= Assigned task =
Repeat every record exactly.

BEGIN The data

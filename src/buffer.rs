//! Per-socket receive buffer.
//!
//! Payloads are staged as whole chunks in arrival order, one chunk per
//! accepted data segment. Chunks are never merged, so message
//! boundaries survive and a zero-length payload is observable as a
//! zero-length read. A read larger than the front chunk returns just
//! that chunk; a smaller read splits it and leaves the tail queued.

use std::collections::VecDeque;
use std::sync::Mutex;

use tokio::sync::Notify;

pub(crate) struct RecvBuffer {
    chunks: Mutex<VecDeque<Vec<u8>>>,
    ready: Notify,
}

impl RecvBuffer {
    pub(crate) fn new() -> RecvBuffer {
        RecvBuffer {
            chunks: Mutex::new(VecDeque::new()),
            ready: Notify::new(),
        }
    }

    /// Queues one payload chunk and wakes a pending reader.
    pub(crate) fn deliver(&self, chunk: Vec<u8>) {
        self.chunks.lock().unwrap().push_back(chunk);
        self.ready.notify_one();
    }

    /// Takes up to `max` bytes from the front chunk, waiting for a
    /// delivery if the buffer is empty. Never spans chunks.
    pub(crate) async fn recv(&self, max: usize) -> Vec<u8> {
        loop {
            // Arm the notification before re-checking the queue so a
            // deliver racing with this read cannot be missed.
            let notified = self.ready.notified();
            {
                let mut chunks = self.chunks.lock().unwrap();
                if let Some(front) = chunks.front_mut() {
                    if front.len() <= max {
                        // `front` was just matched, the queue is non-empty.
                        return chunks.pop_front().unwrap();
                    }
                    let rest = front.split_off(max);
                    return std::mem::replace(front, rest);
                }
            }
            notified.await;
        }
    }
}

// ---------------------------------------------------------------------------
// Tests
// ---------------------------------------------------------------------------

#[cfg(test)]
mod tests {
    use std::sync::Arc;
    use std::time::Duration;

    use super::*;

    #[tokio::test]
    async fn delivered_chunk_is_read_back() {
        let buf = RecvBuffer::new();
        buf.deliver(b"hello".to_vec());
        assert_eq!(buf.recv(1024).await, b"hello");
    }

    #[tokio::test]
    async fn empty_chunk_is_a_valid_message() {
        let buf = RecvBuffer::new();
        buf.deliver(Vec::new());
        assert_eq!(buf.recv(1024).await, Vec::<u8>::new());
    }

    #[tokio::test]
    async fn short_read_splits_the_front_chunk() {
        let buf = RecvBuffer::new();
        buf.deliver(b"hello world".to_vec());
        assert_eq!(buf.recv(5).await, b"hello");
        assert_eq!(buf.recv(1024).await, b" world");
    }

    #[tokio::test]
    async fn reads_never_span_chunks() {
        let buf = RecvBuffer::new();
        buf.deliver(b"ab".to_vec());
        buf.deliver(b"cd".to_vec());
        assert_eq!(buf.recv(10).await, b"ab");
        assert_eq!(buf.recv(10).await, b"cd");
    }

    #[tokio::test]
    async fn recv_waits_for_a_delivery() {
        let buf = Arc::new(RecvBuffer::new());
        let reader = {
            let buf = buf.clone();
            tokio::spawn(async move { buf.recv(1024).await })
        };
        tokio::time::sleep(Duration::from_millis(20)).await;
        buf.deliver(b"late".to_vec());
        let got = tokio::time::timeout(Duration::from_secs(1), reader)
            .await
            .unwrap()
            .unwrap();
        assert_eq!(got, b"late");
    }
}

END The data

= Exercise response =
filename src/buffer.rs
//! Per-socket receive buffer.
//!
//! Payloads are staged as whole chunks in arrival order, one chunk per
//! accepted data segment. Chunks are never merged, so message
//! boundaries survive and a zero-length payload is observable as a
//! zero-length read. A read larger than the front chunk returns just
//! that chunk; a smaller read splits it and leaves the tail queued.

use std::collections::VecDeque;
use std::sync::Mutex;

use tokio::sync::Notify;

pub(crate) struct RecvBuffer {
    chunks: Mutex<VecDeque<Vec<u8>>>,
    ready: Notify,
}

impl RecvBuffer {
    pub(crate) fn new() -> RecvBuffer {
        RecvBuffer {
            chunks: Mutex::new(VecDeque::new()),
            ready: Notify::new(),
        }
    }

    /// Queues one payload chunk and wakes a pending reader.
    pub(crate) fn deliver(&self, chunk: Vec<u8>) {
        self.chunks.lock().unwrap().push_back(chunk);
        self.ready.notify_one();
    }

    /// Takes up to `max` bytes from the front chunk, waiting for a
    /// delivery if the buffer is empty. Never spans chunks.
    pub(crate) async fn recv(&self, max: usize) -> Vec<u8> {
        loop {
            // Arm the notification before re-checking the queue so a
            // deliver racing with this read cannot be missed.
            let notified = self.ready.notified();
            {
                let mut chunks = self.chunks.lock().unwrap();
                if let Some(front) = chunks.front_mut() {
                    if front.len() <= max {
                        // `front` was just matched, the queue is non-empty.
                        return chunks.pop_front().unwrap();
                    }
                    let rest = front.split_off(max);
                    return std::mem::replace(front, rest);
                }
            }
            notified.await;
        }
    }
}

// ---------------------------------------------------------------------------
// Tests
// ---------------------------------------------------------------------------

#[cfg(test)]
mod tests {
    use std::sync::Arc;
    use std::time::Duration;

    use super::*;

    #[tokio::test]
    async fn delivered_chunk_is_read_back() {
        let buf = RecvBuffer::new();
        buf.deliver(b"hello".to_vec());
        assert_eq!(buf.recv(1024).await, b"hello");
    }

    #[tokio::test]
    async fn empty_chunk_is_a_valid_message() {
        let buf = RecvBuffer::new();
        buf.deliver(Vec::new());
        assert_eq!(buf.recv(1024).await, Vec::<u8>::new());
    }

    #[tokio::test]
    async fn short_read_splits_the_front_chunk() {
        let buf = RecvBuffer::new();
        buf.deliver(b"hello world".to_vec());
        assert_eq!(buf.recv(5).await, b"hello");
        assert_eq!(buf.recv(1024).await, b" world");
    }

    #[tokio::test]
    async fn reads_never_span_chunks() {
        let buf = RecvBuffer::new();
        buf.deliver(b"ab".to_vec());
        buf.deliver(b"cd".to_vec());
        assert_eq!(buf.recv(10).await, b"ab");
        assert_eq!(buf.recv(10).await, b"cd");
    }

    #[tokio::test]
    async fn recv_waits_for_a_delivery() {
        let buf = Arc::new(RecvBuffer::new());
        let reader = {
            let buf = buf.clone();
            tokio::spawn(async move { buf.recv(1024).await })
        };
        tokio::time::sleep(Duration::from_millis(20)).await;
        buf.deliver(b"late".to_vec());
        let got = tokio::time::timeout(Duration::from_secs(1), reader)
            .await
            .unwrap()
            .unwrap();
        assert_eq!(got, b"late");
    }
}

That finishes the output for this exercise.